### TASK TO COMPLETE
Your task is to show every line in the listing below that includes "grammar".

### DATA RECORDS
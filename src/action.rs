use std::cmp::Ordering;

use crate::grammar::Grammar;
use crate::rule::Rule;
use crate::state::State;
use crate::symbol::{Associativity, Symbol};

/// What a state does on one lookahead.  The resolved and unused variants
/// stay in the action list so the report can show what happened to them;
/// only the first four ever reach the packed table.
#[derive(Debug, Clone)]
pub enum ActionDetail {
    Shift(u32),
    Accept,
    Reduce(Rule),
    Error,
    Conflict(Rule),
    ShiftResolved(u32),
    ReduceResolved(Rule),
    NotUsed,
}

impl ActionDetail {
    fn rank(&self) -> u8 {
        match self {
            ActionDetail::Shift(_) => 0,
            ActionDetail::Accept => 1,
            ActionDetail::Reduce(_) => 2,
            ActionDetail::Error => 3,
            ActionDetail::Conflict(_) => 4,
            ActionDetail::ShiftResolved(_) => 5,
            ActionDetail::ReduceResolved(_) => 6,
            ActionDetail::NotUsed => 7,
        }
    }

    fn rule_ident(&self) -> u32 {
        match self {
            ActionDetail::Reduce(rule)
            | ActionDetail::Conflict(rule)
            | ActionDetail::ReduceResolved(rule) => rule.ident(),
            _ => 0,
        }
    }
}

#[derive(Debug, Clone)]
pub struct Action {
    lookahead: Symbol,
    detail: ActionDetail,
}

impl Action {
    pub fn shift(lookahead: Symbol, target: u32) -> Self {
        Action {
            lookahead,
            detail: ActionDetail::Shift(target),
        }
    }

    pub fn accept(lookahead: Symbol) -> Self {
        Action {
            lookahead,
            detail: ActionDetail::Accept,
        }
    }

    pub fn reduce(lookahead: Symbol, rule: Rule) -> Self {
        Action {
            lookahead,
            detail: ActionDetail::Reduce(rule),
        }
    }

    pub fn lookahead(&self) -> &Symbol {
        &self.lookahead
    }

    pub fn detail(&self) -> &ActionDetail {
        &self.detail
    }

    pub fn set_detail(&mut self, detail: ActionDetail) {
        self.detail = detail;
    }

    fn sort_key(&self) -> (u32, u8, u32) {
        (
            self.lookahead.ident(),
            self.detail.rank(),
            self.detail.rule_ident(),
        )
    }
}

impl PartialEq for Action {
    fn eq(&self, other: &Self) -> bool {
        self.sort_key() == other.sort_key()
    }
}

impl Eq for Action {}

impl PartialOrd for Action {
    fn partial_cmp(&self, other: &Self) -> Option<Ordering> {
        Some(self.cmp(other))
    }
}

impl Ord for Action {
    fn cmp(&self, other: &Self) -> Ordering {
        self.sort_key().cmp(&other.sort_key())
    }
}

/// Generate the reduce and accept actions, sort each state's action list
/// and resolve same-lookahead clashes.  Returns the number of conflicts
/// neither precedence nor associativity could settle.
pub fn find_actions(grammar: &Grammar, states: &[State]) -> u32 {
    for state in states {
        for config in state.configs() {
            if !config.is_reducible() {
                continue;
            }
            let follows: Vec<u32> = config.follow().iter().collect();
            for ident in follows {
                let lookahead = grammar.symbols.symbols()[ident as usize].clone();
                if config.rule().is_augmented() {
                    state.add_action(Action::accept(lookahead));
                } else {
                    state.add_action(Action::reduce(lookahead, config.rule().clone()));
                }
            }
        }
    }
    states[0].add_action(Action::accept(grammar.start_symbol()));

    let mut conflicts = 0u32;
    for state in states {
        state.sort_actions();
        conflicts += resolve_state(&mut state.actions_mut());
    }

    for state in states {
        for action in state.actions().iter() {
            if let ActionDetail::Reduce(rule) = action.detail() {
                rule.set_can_reduce();
            }
        }
    }
    for rule in grammar.rules.iter() {
        if !rule.is_augmented() && !rule.can_reduce() {
            grammar.error(rule.line(), "This rule can not be reduced");
        }
    }
    conflicts
}

/// Walk each run of same-lookahead actions pairwise.  Shifts sort ahead of
/// reduces, so a shift/reduce clash always arrives with the shift first.
fn resolve_state(actions: &mut Vec<Action>) -> u32 {
    let mut conflicts = 0u32;
    for x in 0..actions.len() {
        for y in x + 1..actions.len() {
            if actions[y].lookahead() != actions[x].lookahead() {
                break;
            }
            conflicts += resolve_pair(actions, x, y);
        }
    }
    conflicts
}

fn resolve_pair(actions: &mut [Action], x: usize, y: usize) -> u32 {
    use ActionDetail::*;
    let detail_x = actions[x].detail().clone();
    let detail_y = actions[y].detail().clone();
    match (detail_x, detail_y) {
        (Shift(target), Reduce(rule)) => {
            let shift_symbol = actions[x].lookahead().clone();
            let shift_precedence = shift_symbol.precedence();
            let rule_precedence = rule.precedence();
            if shift_precedence < 0 || rule_precedence < 0 {
                actions[y].set_detail(Conflict(rule));
                1
            } else if shift_precedence > rule_precedence {
                actions[y].set_detail(ReduceResolved(rule));
                0
            } else if shift_precedence < rule_precedence {
                actions[x].set_detail(ShiftResolved(target));
                0
            } else if shift_symbol.associativity() == Associativity::Right {
                actions[y].set_detail(ReduceResolved(rule));
                0
            } else if shift_symbol.associativity() == Associativity::Left {
                actions[x].set_detail(ShiftResolved(target));
                0
            } else {
                actions[y].set_detail(Conflict(rule));
                1
            }
        }
        (Reduce(rule_x), Reduce(rule_y)) => {
            let precedence_x = rule_x.precedence();
            let precedence_y = rule_y.precedence();
            if precedence_x < 0 || precedence_y < 0 || precedence_x == precedence_y {
                actions[y].set_detail(Conflict(rule_y));
                1
            } else if precedence_x > precedence_y {
                actions[y].set_detail(ReduceResolved(rule_y));
                0
            } else {
                actions[x].set_detail(ReduceResolved(rule_x));
                0
            }
        }
        // Shift against shift cannot happen; every other combination is
        // already settled or harmless (the accept alongside the start
        // symbol's shift in state 0).
        _ => 0,
    }
}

### EXERCISE RESPONSE
use crate::grammar::Grammar;
pub fn find_actions(grammar: &Grammar, states: &[State]) -> u32 {
                let lookahead = grammar.symbols.symbols()[ident as usize].clone();
    states[0].add_action(Action::accept(grammar.start_symbol()));
    for rule in grammar.rules.iter() {
            grammar.error(rule.line(), "This rule can not be reduced");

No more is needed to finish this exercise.